>>>

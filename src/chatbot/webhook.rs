//! Inbound WhatsApp webhook.
//!
//! `POST /webhook/wa` runs the message through the conversation handler and
//! forwards the reply to the relay. Each request is handled to completion in
//! its own task; there is no queue and no deduplication by message id.

use std::future::Future;
use std::sync::Arc;
use std::time::Duration;

use axum::Router;
use axum::body::Bytes;
use axum::extract::State;
use axum::http::{StatusCode, header};
use axum::response::{IntoResponse, Response};
use axum::routing::{get, post};
use tokio::net::TcpListener;
use tokio::sync::Notify;
use tower_http::trace::TraceLayer;
use tracing::{error, info, warn};

use crate::chatbot::context::RequestContext;
use crate::chatbot::engine::ConversationHandler;
use crate::chatbot::message::WebhookPayload;
use crate::chatbot::relay::{self, RelayClient};
use crate::groq;

/// How long in-flight requests get to finish after a shutdown signal.
pub const DRAIN_TIMEOUT: Duration = Duration::from_secs(10);

const CORS_HEADERS: [(header::HeaderName, &str); 3] = [
    (header::ACCESS_CONTROL_ALLOW_ORIGIN, "*"),
    (header::ACCESS_CONTROL_ALLOW_METHODS, "POST, GET, OPTIONS"),
    (header::ACCESS_CONTROL_ALLOW_HEADERS, "Content-Type"),
];

#[derive(Clone)]
pub struct AppState {
    pub handler: Arc<ConversationHandler>,
    pub relay: Arc<RelayClient>,
    /// Deadline for handling one inbound message.
    pub request_timeout: Duration,
}

/// Ways a webhook request can fail.
#[derive(Debug)]
pub enum WebhookError {
    InvalidPayload(serde_json::Error),
    Handle(groq::Error),
    Forward(relay::Error),
}

impl std::fmt::Display for WebhookError {
    fn fmt(&self, f: &mut std::fmt::Formatter<'_>) -> std::fmt::Result {
        match self {
            WebhookError::InvalidPayload(e) => write!(f, "invalid payload: {e}"),
            WebhookError::Handle(e) => write!(f, "error processing message: {e}"),
            WebhookError::Forward(e) => write!(f, "error sending response: {e}"),
        }
    }
}

impl std::error::Error for WebhookError {}

impl IntoResponse for WebhookError {
    fn into_response(self) -> Response {
        let (status, message) = match &self {
            WebhookError::InvalidPayload(_) => (StatusCode::BAD_REQUEST, "Invalid payload"),
            WebhookError::Handle(_) => {
                (StatusCode::INTERNAL_SERVER_ERROR, "Error processing message")
            }
            WebhookError::Forward(_) => {
                (StatusCode::INTERNAL_SERVER_ERROR, "Error sending response")
            }
        };
        (status, CORS_HEADERS, message).into_response()
    }
}

pub fn router(state: AppState) -> Router {
    Router::new()
        .route("/webhook/wa", post(handle_webhook).options(preflight))
        .route("/test", get(liveness))
        .layer(TraceLayer::new_for_http())
        .with_state(state)
}

async fn preflight() -> impl IntoResponse {
    (StatusCode::OK, CORS_HEADERS)
}

async fn liveness() -> impl IntoResponse {
    ([(header::CONTENT_TYPE, "text/plain")], "Webhook server is running")
}

async fn handle_webhook(
    State(state): State<AppState>,
    body: Bytes,
) -> Result<impl IntoResponse, WebhookError> {
    let payload: WebhookPayload = serde_json::from_slice(&body).map_err(|e| {
        warn!("Rejected webhook payload: {e}: {}", String::from_utf8_lossy(&body));
        WebhookError::InvalidPayload(e)
    })?;

    info!(
        "📨 Message {} from {} ({}): {}",
        payload.message.id, payload.from, payload.pushname, payload.message.text
    );

    let ctx = RequestContext::background().with_timeout(state.request_timeout);
    let reply = state
        .handler
        .handle(&ctx, &payload.message.text)
        .await
        .map_err(|e| {
            error!("Error processing message: {e}");
            WebhookError::Handle(e)
        })?;

    state
        .relay
        .send_message(&payload.from, &reply.text)
        .await
        .map_err(|e| {
            error!("Error sending WhatsApp response: {e}");
            WebhookError::Forward(e)
        })?;

    Ok((StatusCode::OK, CORS_HEADERS))
}

/// Serve until `shutdown` resolves, then drain for at most [`DRAIN_TIMEOUT`]
/// before dropping the remaining connections.
pub async fn serve<S>(listener: TcpListener, state: AppState, shutdown: S) -> std::io::Result<()>
where
    S: Future<Output = ()> + Send + 'static,
{
    let draining = Arc::new(Notify::new());
    let signal = {
        let draining = draining.clone();
        async move {
            shutdown.await;
            draining.notify_one();
        }
    };

    let app = router(state);
    let mut server = tokio::spawn(async move {
        axum::serve(listener, app).with_graceful_shutdown(signal).await
    });

    tokio::select! {
        res = &mut server => return flatten(res),
        _ = draining.notified() => info!("Draining in-flight requests..."),
    }

    match tokio::time::timeout(DRAIN_TIMEOUT, &mut server).await {
        Ok(res) => flatten(res),
        Err(_) => {
            warn!("Graceful shutdown did not complete in {DRAIN_TIMEOUT:?}, forcing close");
            server.abort();
            Ok(())
        }
    }
}

fn flatten(res: Result<std::io::Result<()>, tokio::task::JoinError>) -> std::io::Result<()> {
    res.map_err(std::io::Error::other)?
}
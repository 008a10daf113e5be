use std::io::BufRead;
use std::path::Path;
use std::process::ExitCode;
use std::sync::Arc;
use std::time::Duration;

use tokio::sync::mpsc;
use tracing::{error, info, warn};
use tracing_appender::non_blocking::WorkerGuard;
use tracing_subscriber::prelude::*;

use groqbot::chatbot::webhook::{self, AppState};
use groqbot::chatbot::{ConversationHandler, RelayClient, RequestContext, Store, StoreOptions};
use groqbot::config::Config;
use groqbot::groq;
use groqbot::retry::RetryPolicy;

#[tokio::main]
async fn main() -> ExitCode {
    let dotenv = dotenvy::dotenv();

    let config = match Config::from_env() {
        Ok(config) => config,
        Err(e) => {
            eprintln!("Configuration error: {e}");
            return ExitCode::FAILURE;
        }
    };

    let _guard = init_logging(&config.log_dir);

    info!("🚀 Starting groqbot...");
    if let Err(e) = dotenv {
        warn!("No .env file loaded ({e}), using process environment");
    }
    info!("Model: {}, endpoint: {}", config.model_name, config.groq_api_url);

    let mode = std::env::args().nth(1).unwrap_or_else(|| "chat".to_string());

    let store = match Store::open(&StoreOptions::from_config(&config)) {
        Ok(store) => Arc::new(store),
        Err(e) => {
            error!("Failed to open database {:?}: {e}", config.db_path);
            return ExitCode::FAILURE;
        }
    };

    let gateway = match groq::Client::new(&config, RetryPolicy::default()) {
        Ok(gateway) => gateway,
        Err(e) => {
            error!("Failed to build Groq client: {e}");
            return ExitCode::FAILURE;
        }
    };
    let handler = Arc::new(ConversationHandler::new(gateway, store.clone()));

    let code = match mode.as_str() {
        "chat" => {
            run_chat(handler, config.request_timeout).await;
            ExitCode::SUCCESS
        }
        "webhook" => match run_webhook(&config, handler).await {
            Ok(()) => ExitCode::SUCCESS,
            Err(e) => {
                error!("Webhook server failed: {e}");
                ExitCode::FAILURE
            }
        },
        other => {
            error!("Unknown mode '{other}', expected 'chat' or 'webhook'");
            ExitCode::from(2)
        }
    };

    match Arc::try_unwrap(store) {
        Ok(store) => store.close(),
        Err(_) => warn!("Database still in use at exit, leaving pool to drop"),
    }
    info!("groqbot stopped");
    code
}

/// Stderr plus an append-only file under `log_dir`. Falls back to stderr only
/// when the file can't be opened.
fn init_logging(log_dir: &Path) -> Option<WorkerGuard> {
    let log_file = std::fs::create_dir_all(log_dir).and_then(|_| {
        std::fs::OpenOptions::new()
            .create(true)
            .append(true)
            .open(log_dir.join("groqbot.log"))
    });

    let (file_layer, guard) = match log_file {
        Ok(file) => {
            let (non_blocking, guard) = tracing_appender::non_blocking(file);
            let layer = tracing_subscriber::fmt::layer()
                .with_writer(non_blocking)
                .with_ansi(false)
                .with_filter(
                    tracing_subscriber::EnvFilter::from_default_env()
                        .add_directive(tracing::Level::INFO.into()),
                );
            (Some(layer), Some(guard))
        }
        Err(e) => {
            eprintln!("Failed to open log file in {log_dir:?}: {e}");
            (None, None)
        }
    };

    tracing_subscriber::registry()
        .with(
            tracing_subscriber::fmt::layer()
                .with_writer(std::io::stderr)
                .with_filter(
                    tracing_subscriber::EnvFilter::from_default_env()
                        .add_directive(tracing::Level::INFO.into()),
                ),
        )
        .with(file_layer)
        .init();

    guard
}

/// Interactive loop: one line in, one reply out, until EOF or Ctrl+C.
async fn run_chat(handler: Arc<ConversationHandler>, request_timeout: Duration) {
    let (cancel, root) = RequestContext::with_cancel();
    tokio::spawn(async move {
        shutdown_signal().await;
        cancel.cancel();
    });

    let mut lines = spawn_stdin_reader();
    println!("Groq bot is ready. Type a message:");

    loop {
        let input = tokio::select! {
            done = root.done() => {
                info!("Chat loop interrupted: {done}");
                break;
            }
            line = lines.recv() => match line {
                Some(line) => line,
                None => break,
            },
        };

        let ctx = root.with_timeout(request_timeout);
        match handler.handle(&ctx, &input).await {
            Ok(reply) => println!("Bot: {}", reply.text),
            Err(e) => {
                println!("Error: {e}");
                if root.err().is_some() {
                    break;
                }
            }
        }
        println!("\nType another message:");
    }
}

/// Reads stdin on a plain thread so a pending read never holds up shutdown.
fn spawn_stdin_reader() -> mpsc::Receiver<String> {
    let (tx, rx) = mpsc::channel(1);
    std::thread::spawn(move || {
        for line in std::io::stdin().lock().lines() {
            match line {
                Ok(line) => {
                    if tx.blocking_send(line).is_err() {
                        break;
                    }
                }
                Err(e) => {
                    error!("Failed to read stdin: {e}");
                    break;
                }
            }
        }
    });
    rx
}

async fn run_webhook(
    config: &Config,
    handler: Arc<ConversationHandler>,
) -> Result<(), Box<dyn std::error::Error>> {
    let relay = RelayClient::new(&config.relay_url)?;

    if let Some(url) = &config.webhook_public_url {
        if let Err(e) = relay.register_webhook(url).await {
            warn!("Failed to register webhook with relay at {}: {e}", relay.base_url());
        }
    }

    let listener = tokio::net::TcpListener::bind(&config.webhook_addr).await?;
    let addr = listener.local_addr()?;
    info!("🌐 Webhook server listening on {addr}");
    info!("Relay: {}", relay.base_url());
    info!("If the relay runs under WSL or Docker, point its webhook at your host IP:");
    info!("  http://<host-ip>:{}/webhook/wa", addr.port());

    let state = AppState {
        handler,
        relay: Arc::new(relay),
        request_timeout: config.request_timeout,
    };
    webhook::serve(listener, state, shutdown_signal()).await?;
    Ok(())
}

/// Resolves on Ctrl+C, or SIGTERM on unix.
async fn shutdown_signal() {
    let ctrl_c = async {
        if let Err(e) = tokio::signal::ctrl_c().await {
            warn!("Failed to install Ctrl+C handler: {e}");
            std::future::pending::<()>().await;
        }
    };

    #[cfg(unix)]
    let terminate = async {
        use tokio::signal::unix::{SignalKind, signal};
        match signal(SignalKind::terminate()) {
            Ok(mut s) => {
                s.recv().await;
            }
            Err(e) => {
                warn!("Failed to install SIGTERM handler: {e}");
                std::future::pending::<()>().await;
            }
        }
    };

    #[cfg(not(unix))]
    let terminate = std::future::pending::<()>();

    tokio::select! {
        _ = ctrl_c => {}
        _ = terminate => {}
    }

    info!("Shutdown signal received");
}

<<<

(TASK) What is needed is each line of the entries that contains the word "install".

(RESULT OF THIS EXERCISE)
            warn!("Failed to install Ctrl+C handler: {e}");
                warn!("Failed to install SIGTERM handler: {e}");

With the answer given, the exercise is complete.